Perbedaan waktu ini berdasar pertimbangan wilayah Pegayaman yang bergunung dan jarak rumah penduduk ke masjid yang cukup jauh. Warga memerlukan waktu lebih lama untuk sampai ke masjid. Selain itu, salat Idul Fitri dilaksanakan lebih siang dengan pertimbangan memberi waktu lebih kepada warga untuk membayar zakat fitrah mengingat ketentuan zakat fitrah yang dibayarkan sebelum salat Idul Fitri.

Berbeda dengan pemeluk agama Islam di wilayah lain, Maulid Nabi Muhammad SAW merupakan puncak perayaan keagamaan di Pegayaman. Ketika Maulid Nabi, penduduk Pegayaman yang merantau akan mudik untuk merayakan maulid bersama keluarga.

Akulturasi dan Toleransi

Umat Hindu di sekitar Pegayaman dan umat Islam hidup secara berdampingan. Di desa ini kita akan menemukan Bali dalam versi lain. Bahasa Bali digunakan sebagai bahasa sehari-hari, juga bahasa pengantar dalam kegiatan keagamaan seperti pada saat khotbah Jumat dan tausiah. Tradisi khas Bali masih dapat kita jumpai di Pegayaman. Tradisi Bali yang tidak bertentangan dengan ajaran Islam tetap dilaksanakan.

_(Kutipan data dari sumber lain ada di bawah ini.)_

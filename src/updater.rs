//! Best-effort upgrade of the nine underlying tool packages via pip.

use crate::common::command_utils;
use crate::config::types::UpdateConfig;
use crate::display;
use log::{debug, warn};

/// pip packages behind the sweep, one per tool plus coverage.py
pub const PIP_PACKAGES: [&str; 9] = [
    "pylint",
    "flake8",
    "mypy",
    "bandit",
    "pydocstyle",
    "pytype",
    "pyright",
    "vulture",
    "coverage",
];

/// Upgrade every tool package. Individual failures are logged and ignored;
/// the success message prints unconditionally, as the wrapper always has.
pub fn update_packages(update: &UpdateConfig) {
    display::info("Updating packages...");

    for package in PIP_PACKAGES {
        debug!("upgrading {package} via {}", update.pip_command);
        match command_utils::execute_command(
            &update.pip_command,
            &["install", "--upgrade", package],
        ) {
            Ok(output) if !output.status.success() => {
                warn!(
                    "{} exited with {} while upgrading {}",
                    update.pip_command, output.status, package
                );
            }
            Err(e) => {
                warn!("could not run {}: {}", update.pip_command, e);
            }
            Ok(_) => {}
        }
    }

    display::good("Packages updated!\n");
}

#[cfg(test)]
mod tests {
    use super::*;
    use crate::analyzer::AnalyzerKind;

    #[test]
    fn test_one_package_per_tool_plus_coverage() {
        assert_eq!(PIP_PACKAGES.len(), 9);
        for kind in AnalyzerKind::SWEEP_ORDER {
            assert!(PIP_PACKAGES.contains(&kind.program()));
        }
        assert!(PIP_PACKAGES.contains(&"coverage"));
    }

    #[test]
    fn test_update_never_fails_without_pip() {
        let update = UpdateConfig {
            pip_command: "pysweep-no-such-pip".to_string(),
        };
        // Must not panic or error out, only print and log
        update_packages(&update);
    }
}
//! # Pysweep
//!
//! A Rust-based command-line wrapper around many different open-source SAST
//! tools, run against a single Python source file to get the broadest
//! possible impression of the code.
//!
//! ## Modes
//!
//! - **Sweep**: run pylint, flake8, mypy, bandit, pydocstyle, pytype,
//!   pyright and vulture in a fixed order and print each tool's report
//! - **Coverage**: additionally execute the file under coverage.py and print
//!   the line/branch table (a dynamic check)
//! - **Update**: best-effort `pip install --upgrade` of every tool package
//!
//! Every tool failure is informational only; the sweep never aborts and the
//! process never exits nonzero because of a tool.

pub mod analyzer;
pub mod cli;
pub mod common;
pub mod config;
pub mod display;
pub mod error;
pub mod handlers;
pub mod updater;

// Re-export commonly used types and functions
pub use analyzer::{AnalyzerKind, ToolRunner};
pub use error::{Result, SweepError};
pub use handlers::*;

use cli::Cli;
use clap::CommandFactory;
use config::types::Config;

/// The current version of the CLI tool
pub const VERSION: &str = env!("CARGO_PKG_VERSION");

/// Dispatch one parsed invocation. Update wins over input, matching the
/// original dispatch order; with neither mode requested the help is shown.
pub fn run_command(cli: &Cli, config: &Config) -> Result<()> {
    if cli.update {
        handlers::handle_update(config)
    } else if let Some(input) = &cli.input {
        handlers::handle_analyze(input.clone(), cli.coverage, config)
    } else {
        Cli::command().print_long_help()?;
        println!();
        Ok(())
    }
}
use crate::analyzer::{ToolRunner, coverage};
use crate::config::types::Config;
use crate::display;
use std::path::PathBuf;

/// Run the full sweep (and optionally the dynamic coverage step) on one file.
pub fn handle_analyze(file: PathBuf, with_coverage: bool, config: &Config) -> crate::Result<()> {
    display::banner();
    display::sweep_preamble(&file);

    let runner = ToolRunner::new(&file, &config.lint);
    runner.sweep();

    if with_coverage {
        coverage::run_coverage(&file);
    }

    Ok(())
}
use crate::config::types::Config;
use crate::display;
use crate::updater;

/// Upgrade the underlying tool packages.
pub fn handle_update(config: &Config) -> crate::Result<()> {
    display::banner();
    updater::update_packages(&config.update);
    Ok(())
}
use crate::error::{Result, SweepError};
use std::ffi::OsStr;
use std::process::{Command, ExitStatus, Output};

/// Execute a command with captured stdout/stderr and return the output
pub fn execute_command<S: AsRef<OsStr>>(cmd: &str, args: &[S]) -> Result<Output> {
    let output = Command::new(cmd)
        .args(args)
        .output()
        .map_err(|e| SweepError::ToolSpawn {
            tool: cmd.to_string(),
            reason: e.to_string(),
        })?;

    Ok(output)
}

/// Execute a command with inherited stdio, returning only its exit status
pub fn run_passthrough<S: AsRef<OsStr>>(cmd: &str, args: &[S]) -> Result<ExitStatus> {
    let status = Command::new(cmd)
        .args(args)
        .status()
        .map_err(|e| SweepError::ToolSpawn {
            tool: cmd.to_string(),
            reason: e.to_string(),
        })?;

    Ok(status)
}

#[cfg(test)]
mod tests {
    use super::*;

    #[test]
    fn test_execute_command_missing_binary_is_spawn_error() {
        let err = execute_command("pysweep-no-such-binary", &["--version"]).unwrap_err();
        match err {
            SweepError::ToolSpawn { tool, .. } => {
                assert_eq!(tool, "pysweep-no-such-binary");
            }
            other => panic!("unexpected error: {other}"),
        }
    }
}
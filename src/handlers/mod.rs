// Handler modules
pub mod analyze;
pub mod update;

// Re-export all handler functions
pub use analyze::handle_analyze;
pub use update::handle_update;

Akulturasi dan interaksi dengan masyarakat Hindu terjalin dengan baik. Di antara kedua pemeluk agama sering melakukan kunjungan dan melestarikan tradisi ngejot, yaitu tradisi memberi makanan pada saat hari raya. Secara tidak tertulis terdapat kesepakatan antara masyarakat Hindu yang disebut nyama Hindu, yang berarti saudara Hindu dan masyarajat Islam yang disebut nyama selam, yang berarti saudara Islam. Isi kesepakatan tersebut adalah ketika msayarakat Hindu memberi makanan kepada masyarakat Islam, dipastikan tidak mengandung babi.

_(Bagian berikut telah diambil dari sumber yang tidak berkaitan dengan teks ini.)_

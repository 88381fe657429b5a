//! Local alert state for the PHC monitor.
//!
//! This crate provides:
//!
//! - A [`KeyValueStore`] abstraction with in-memory and SQLite backends
//! - The [`SimulatedAlertStore`], a capped newest-first log of operator
//!   outreach alerts that broadcasts [`AlertSignal`]s on change
//! - [`merge_feed`], which prepends simulated alerts to the API feed
//! - [`ResolvedAlerts`], the set of acknowledged feed entries
//!
//! # Example
//!
//! ```rust
//! use std::sync::Arc;
//!
//! use alert_store::{AlertSignals, MemoryStore, SimulatedAlertStore, SimulatedKind};
//! use phc_core::normalize_facility;
//! use serde_json::json;
//!
//! # fn main() -> Result<(), alert_store::StoreError> {
//! let store = SimulatedAlertStore::new(Arc::new(MemoryStore::new()), AlertSignals::new());
//! let mut signals = store.signals().subscribe();
//!
//! let facility = normalize_facility(&json!({"name": "Kuje PHC"}), 0);
//! store.record(&facility, SimulatedKind::Outbreak)?;
//!
//! assert!(signals.try_recv().is_ok());
//! assert_eq!(store.load().len(), 1);
//! # Ok(())
//! # }
//! ```

pub mod error;
pub mod kv;
pub mod merge;
pub mod resolved;
pub mod signals;
pub mod simulated;

pub use error::{Result, StoreError};
pub use kv::{KeyValueStore, MemoryStore, SqliteStore};
pub use merge::merge_feed;
pub use resolved::{ResolvedAlerts, RESOLVED_ALERTS_KEY};
pub use signals::{AlertSignal, AlertSignals};
pub use simulated::{
    Severity, SimulatedAlert, SimulatedAlertStore, SimulatedKind, MAX_SIMULATED_ALERTS,
    SIMULATED_ALERTS_KEY,
};
//! The API surface consumed by the dashboard.

use async_trait::async_trait;
use phc_core::{AlertFeedEntry, Facility, TelecomAdvice, UnderservedResponse};
use serde::{Deserialize, Serialize};
use serde_json::Value;

use crate::error::ApiError;
use crate::params::ApiParams;

/// Response of `GET /health`.
#[derive(Debug, Clone, PartialEq, Eq, Serialize, Deserialize)]
pub struct HealthStatus {
    #[serde(default)]
    pub status: String,
    #[serde(default)]
    pub message: String,
}

/// Source of normalized dashboard data.
///
/// [`PhcApiClient`](crate::PhcApiClient) is the HTTP implementation; tests and
/// offline modes can supply their own.
#[async_trait]
pub trait PhcApi: Send + Sync {
    /// `GET /outbreak-alerts`, normalized to facilities.
    async fn outbreak_alerts(&self, params: &ApiParams) -> Result<Vec<Facility>, ApiError>;

    /// `GET /underserved`, normalized with a computed summary.
    async fn underserved(&self, params: &ApiParams) -> Result<UnderservedResponse, ApiError>;

    /// `GET /alerts-feed`, normalized to feed entries.
    async fn alerts_feed(&self, params: &ApiParams) -> Result<Vec<AlertFeedEntry>, ApiError>;

    /// `GET /telecom-advice?name=<facility>`.
    async fn telecom_advice(
        &self,
        facility_name: &str,
        params: &ApiParams,
    ) -> Result<Vec<TelecomAdvice>, ApiError>;

    /// `GET /resource-warnings`, records passed through unnormalized.
    async fn resource_warnings(&self, params: &ApiParams) -> Result<Vec<Value>, ApiError>;

    /// `GET /metrics-summary`, passed through.
    async fn metrics_summary(&self, params: &ApiParams) -> Result<Value, ApiError>;

    /// `GET /health`.
    async fn health(&self) -> Result<HealthStatus, ApiError>;
}
//! PHC insight API HTTP client.

use async_trait::async_trait;
use phc_core::{
    normalize_alert_feed, normalize_facility_list, normalize_telecom_advice,
    normalize_underserved_response_with, unwrap_collection, AlertFeedEntry, Facility,
    TelecomAdvice, UnderservedResponse, DEFAULT_TOP_N,
};
use reqwest::Client;
use serde_json::Value;
use tracing::{debug, warn};

use crate::api::{HealthStatus, PhcApi};
use crate::config::ApiConfig;
use crate::error::{status_message, ApiError};
use crate::params::ApiParams;

/// Client for the PHC insight API.
#[derive(Clone)]
pub struct PhcApiClient {
    http: Client,
    config: ApiConfig,
}

impl PhcApiClient {
    /// Build a client. No request is made until the first call.
    pub fn new(config: ApiConfig) -> Result<Self, ApiError> {
        let http = Client::builder()
            .timeout(config.timeout)
            .build()
            .map_err(ApiError::Http)?;

        Ok(Self { http, config })
    }

    /// Get the configuration.
    pub fn config(&self) -> &ApiConfig {
        &self.config
    }

    /// Fetch an endpoint and return its raw JSON body.
    pub async fn get_json(&self, path: &str, params: &ApiParams) -> Result<Value, ApiError> {
        let url = self.config.endpoint_url(path);
        debug!("GET {} {:?}", url, params.to_query());

        let response = self
            .http
            .get(&url)
            .header("Content-Type", "application/json")
            .query(&params.to_query())
            .send()
            .await
            .map_err(|e| {
                warn!("Request to {} failed: {}", path, e);
                ApiError::Http(e)
            })?;

        let status = response.status();
        let body = response.text().await.map_err(ApiError::Http)?;

        if !status.is_success() {
            let message = status_message(status.as_u16(), &body);
            warn!("{} returned HTTP {}: {}", path, status, message);
            return Err(ApiError::Status {
                status: status.as_u16(),
                message,
            });
        }

        serde_json::from_str(&body).map_err(|e| {
            warn!("{} returned malformed JSON: {}", path, e);
            ApiError::Json(e)
        })
    }
}

#[async_trait]
impl PhcApi for PhcApiClient {
    async fn outbreak_alerts(&self, params: &ApiParams) -> Result<Vec<Facility>, ApiError> {
        let payload = self.get_json("outbreak-alerts", params).await?;
        Ok(normalize_facility_list(&payload))
    }

    async fn underserved(&self, params: &ApiParams) -> Result<UnderservedResponse, ApiError> {
        let payload = self.get_json("underserved", params).await?;
        let top_n = params.requested_top_n().unwrap_or(DEFAULT_TOP_N);
        Ok(normalize_underserved_response_with(&payload, top_n))
    }

    async fn alerts_feed(&self, params: &ApiParams) -> Result<Vec<AlertFeedEntry>, ApiError> {
        let payload = self.get_json("alerts-feed", params).await?;
        Ok(normalize_alert_feed(&payload))
    }

    async fn telecom_advice(
        &self,
        facility_name: &str,
        params: &ApiParams,
    ) -> Result<Vec<TelecomAdvice>, ApiError> {
        let params = params.clone().with("name", facility_name);
        let payload = self.get_json("telecom-advice", &params).await?;
        Ok(normalize_telecom_advice(&payload))
    }

    async fn resource_warnings(&self, params: &ApiParams) -> Result<Vec<Value>, ApiError> {
        let payload = self.get_json("resource-warnings", params).await?;
        Ok(unwrap_collection(&payload, &["data"]).to_vec())
    }

    async fn metrics_summary(&self, params: &ApiParams) -> Result<Value, ApiError> {
        self.get_json("metrics-summary", params).await
    }

    async fn health(&self) -> Result<HealthStatus, ApiError> {
        let payload = self.get_json("health", &ApiParams::new()).await?;
        Ok(serde_json::from_value(payload)?)
    }
}

impl std::fmt::Debug for PhcApiClient {
    fn fmt(&self, f: &mut std::fmt::Formatter<'_>) -> std::fmt::Result {
        f.debug_struct("PhcApiClient")
            .field("config", &self.config)
            .finish()
    }
}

Akulturasi yang lain adalah dalam hal penamaan anak. Jangan heran jika di Pegayaman banyak ditemui orang dengan nama perpaduan antara nama Bali dan Islam. Dalam pemberian nama anak, masyarakat Pegayaman menggunakan penomoran seperti masyarakat Bali pada umumnya, yaitu untuk anak nomor satu Wayan, nomor dua Nengah, nomor tiga Nyoman, dan nomor empat Ketut. Sedang, anak kelima dan seterusnya menggunakan nama Ketut.

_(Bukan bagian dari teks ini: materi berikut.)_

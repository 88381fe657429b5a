//! Permissive coercion of untyped JSON values.
//!
//! Upstream payloads drift in shape: a score may arrive as `3.2` or `"3.2"`,
//! a flag as `true`, `1` or `"yes"`. These helpers never fail; they return
//! `None` when a value cannot be read as the requested type and let callers
//! pick the fallback.

use serde_json::{Map, Value};

/// A raw, loosely-typed record as received from the API or a fixture.
pub type RawRecord = Map<String, Value>;

/// Read a value as a trimmed string.
///
/// Strings are trimmed, numbers and booleans are rendered. `null`, arrays and
/// objects yield `None`.
pub fn as_string(value: &Value) -> Option<String> {
    match value {
        Value::String(s) => Some(s.trim().to_string()),
        Value::Number(n) => Some(n.to_string()),
        Value::Bool(b) => Some(b.to_string()),
        _ => None,
    }
}

/// Read a value as a finite number.
///
/// Numeric-looking strings are parsed. Non-finite results are rejected.
pub fn as_number(value: &Value) -> Option<f64> {
    let parsed = match value {
        Value::Number(n) => n.as_f64(),
        Value::String(s) => {
            let trimmed = s.trim();
            if trimmed.is_empty() {
                None
            } else {
                trimmed.parse::<f64>().ok()
            }
        }
        _ => None,
    };
    parsed.filter(|n| n.is_finite())
}

/// Read a value as a boolean.
///
/// Accepts booleans, `1`/`0`, and the strings `true/false`, `1/0`, `yes/no`,
/// `y/n` in any case.
pub fn as_boolean(value: &Value) -> Option<bool> {
    match value {
        Value::Bool(b) => Some(*b),
        Value::Number(n) => match n.as_f64() {
            Some(x) if x == 1.0 => Some(true),
            Some(x) if x == 0.0 => Some(false),
            _ => None,
        },
        Value::String(s) => match s.trim().to_ascii_lowercase().as_str() {
            "true" | "1" | "yes" | "y" => Some(true),
            "false" | "0" | "no" | "n" => Some(false),
            _ => None,
        },
        _ => None,
    }
}

/// Return the first alias whose value is present and not `null`.
pub fn first_present<'a>(record: &'a RawRecord, keys: &[&str]) -> Option<&'a Value> {
    keys.iter()
        .filter_map(|key| record.get(*key))
        .find(|value| !value.is_null())
}

/// Return the first alias that coerces to a non-empty string.
pub fn first_string(record: &RawRecord, keys: &[&str]) -> Option<String> {
    keys.iter()
        .filter_map(|key| record.get(*key))
        .filter_map(as_string)
        .find(|s| !s.is_empty())
}

/// Read an optional numeric field.
///
/// Returns `None` when no alias is present, `Some(0.0)` when the field is
/// present but unparsable, and the parsed value otherwise.
pub fn optional_number(record: &RawRecord, keys: &[&str]) -> Option<f64> {
    first_present(record, keys).map(|value| as_number(value).unwrap_or(0.0))
}

/// Uppercase the first character, leaving the rest untouched.
pub fn capitalize(s: &str) -> String {
    let mut chars = s.chars();
    match chars.next() {
        Some(first) => first.to_uppercase().chain(chars).collect(),
        None => String::new(),
    }
}

/// Round to a fixed number of decimal places.
pub fn round_to(value: f64, places: i32) -> f64 {
    let factor = 10f64.powi(places);
    (value * factor).round() / factor
}
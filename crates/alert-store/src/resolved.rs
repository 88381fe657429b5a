//! Acknowledged ("resolved") feed entries.

use std::collections::BTreeSet;
use std::sync::Arc;

use phc_core::AlertFeedEntry;
use tracing::warn;

use crate::error::Result;
use crate::kv::KeyValueStore;

/// Storage key for the resolved id set.
pub const RESOLVED_ALERTS_KEY: &str = "resolvedAlerts";

/// Set of alert ids an operator has acknowledged, stored as a JSON array.
#[derive(Clone)]
pub struct ResolvedAlerts {
    kv: Arc<dyn KeyValueStore>,
}

impl ResolvedAlerts {
    pub fn new(kv: Arc<dyn KeyValueStore>) -> Self {
        Self { kv }
    }

    /// Load the resolved set. Corrupt storage reads as empty.
    pub fn load(&self) -> BTreeSet<String> {
        match self.kv.get(RESOLVED_ALERTS_KEY) {
            Ok(Some(stored)) => serde_json::from_str(&stored).unwrap_or_else(|e| {
                warn!("Discarding corrupt resolved alert set: {}", e);
                BTreeSet::new()
            }),
            Ok(None) => BTreeSet::new(),
            Err(e) => {
                warn!("Failed to read resolved alerts: {}", e);
                BTreeSet::new()
            }
        }
    }

    pub fn is_resolved(&self, id: &str) -> bool {
        self.load().contains(id)
    }

    /// Mark an alert resolved. Returns false if it already was.
    pub fn resolve(&self, id: &str) -> Result<bool> {
        let mut ids = self.load();
        let inserted = ids.insert(id.to_string());
        if inserted {
            self.save(&ids)?;
        }
        Ok(inserted)
    }

    /// Reopen a resolved alert. Returns false if it was not resolved.
    pub fn unresolve(&self, id: &str) -> Result<bool> {
        let mut ids = self.load();
        let removed = ids.remove(id);
        if removed {
            self.save(&ids)?;
        }
        Ok(removed)
    }

    /// Drop resolved entries from a feed, keeping order.
    pub fn retain_unresolved(&self, entries: Vec<AlertFeedEntry>) -> Vec<AlertFeedEntry> {
        let ids = self.load();
        entries
            .into_iter()
            .filter(|entry| !ids.contains(&entry.id))
            .collect()
    }

    fn save(&self, ids: &BTreeSet<String>) -> Result<()> {
        self.kv.set(RESOLVED_ALERTS_KEY, &serde_json::to_string(ids)?)
    }
}
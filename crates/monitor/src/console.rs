//! Commands accepted on stdin while watching the feed.

use alert_store::SimulatedKind;

/// A parsed console line.
#[derive(Debug, Clone, PartialEq, Eq)]
pub enum ConsoleCommand {
    /// `simulate <facility-id> <kind>`
    Simulate {
        facility_id: String,
        kind: SimulatedKind,
    },
    /// `clear`
    Clear,
    /// `resolve <alert-id>`
    Resolve { alert_id: String },
    /// `refresh`
    Refresh,
    /// `help`
    Help,
}

pub const HELP: &str = "commands: simulate <facility-id> <outbreak|resource|underserved>, \
clear, resolve <alert-id>, refresh, help";

impl ConsoleCommand {
    /// Parse one line. Blank lines yield `Ok(None)`.
    ///
    /// The facility id is everything between the command and the final
    /// word, so names with spaces work.
    pub fn parse(line: &str) -> Result<Option<Self>, String> {
        let words: Vec<&str> = line.split_whitespace().collect();
        let Some((&command, rest)) = words.split_first() else {
            return Ok(None);
        };

        let parsed = match (command.to_ascii_lowercase().as_str(), rest) {
            ("simulate", [facility @ .., kind]) if !facility.is_empty() => Self::Simulate {
                facility_id: facility.join(" "),
                kind: kind.parse()?,
            },
            ("clear", []) => Self::Clear,
            ("resolve", [id]) => Self::Resolve {
                alert_id: id.to_string(),
            },
            ("refresh", []) => Self::Refresh,
            ("help", _) => Self::Help,
            _ => return Err(format!("unrecognized command '{}'; {}", line.trim(), HELP)),
        };

        Ok(Some(parsed))
    }
}

#[cfg(test)]
mod tests {
    use super::*;

    #[test]
    fn test_parse_simulate() {
        assert_eq!(
            ConsoleCommand::parse("simulate phc_001 outbreak").unwrap(),
            Some(ConsoleCommand::Simulate {
                facility_id: "phc_001".to_string(),
                kind: SimulatedKind::Outbreak,
            })
        );
        assert_eq!(
            ConsoleCommand::parse("  simulate Kuje PHC Resource ").unwrap(),
            Some(ConsoleCommand::Simulate {
                facility_id: "Kuje PHC".to_string(),
                kind: SimulatedKind::Resource,
            })
        );
    }

    #[test]
    fn test_parse_other_commands() {
        assert_eq!(ConsoleCommand::parse("clear").unwrap(), Some(ConsoleCommand::Clear));
        assert_eq!(
            ConsoleCommand::parse("resolve feed_001").unwrap(),
            Some(ConsoleCommand::Resolve {
                alert_id: "feed_001".to_string()
            })
        );
        assert_eq!(ConsoleCommand::parse("REFRESH").unwrap(), Some(ConsoleCommand::Refresh));
        assert_eq!(ConsoleCommand::parse("   ").unwrap(), None);
    }

    #[test]
    fn test_parse_errors() {
        assert!(ConsoleCommand::parse("simulate outbreak").is_err());
        assert!(ConsoleCommand::parse("simulate phc_001 flood")
            .unwrap_err()
            .contains("unknown alert kind"));
        assert!(ConsoleCommand::parse("resolve").is_err());
        assert!(ConsoleCommand::parse("launch").unwrap_err().starts_with("unrecognized"));
    }
}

Nama Bali tersebut ditambah dengan nama Islami, seperti Fatimah, Abdullah, Muhammad, Aisyah, dan lain sebagainya. Tidak heran jika dijumpai seseorang dengan nama Wayan Fatimah, Ketut Muhammad, dan seterusnya.

Sikap toleransi warga Hindu ditunjukkan ketika perayaan Islam seperti salat Idul Fitri, Idul Adha, atau Maulid Nabi Muhammad SAW. Pecalang atau petugas keamanan desa adat siap mengamankan perayaan hari besar Islam tersebut.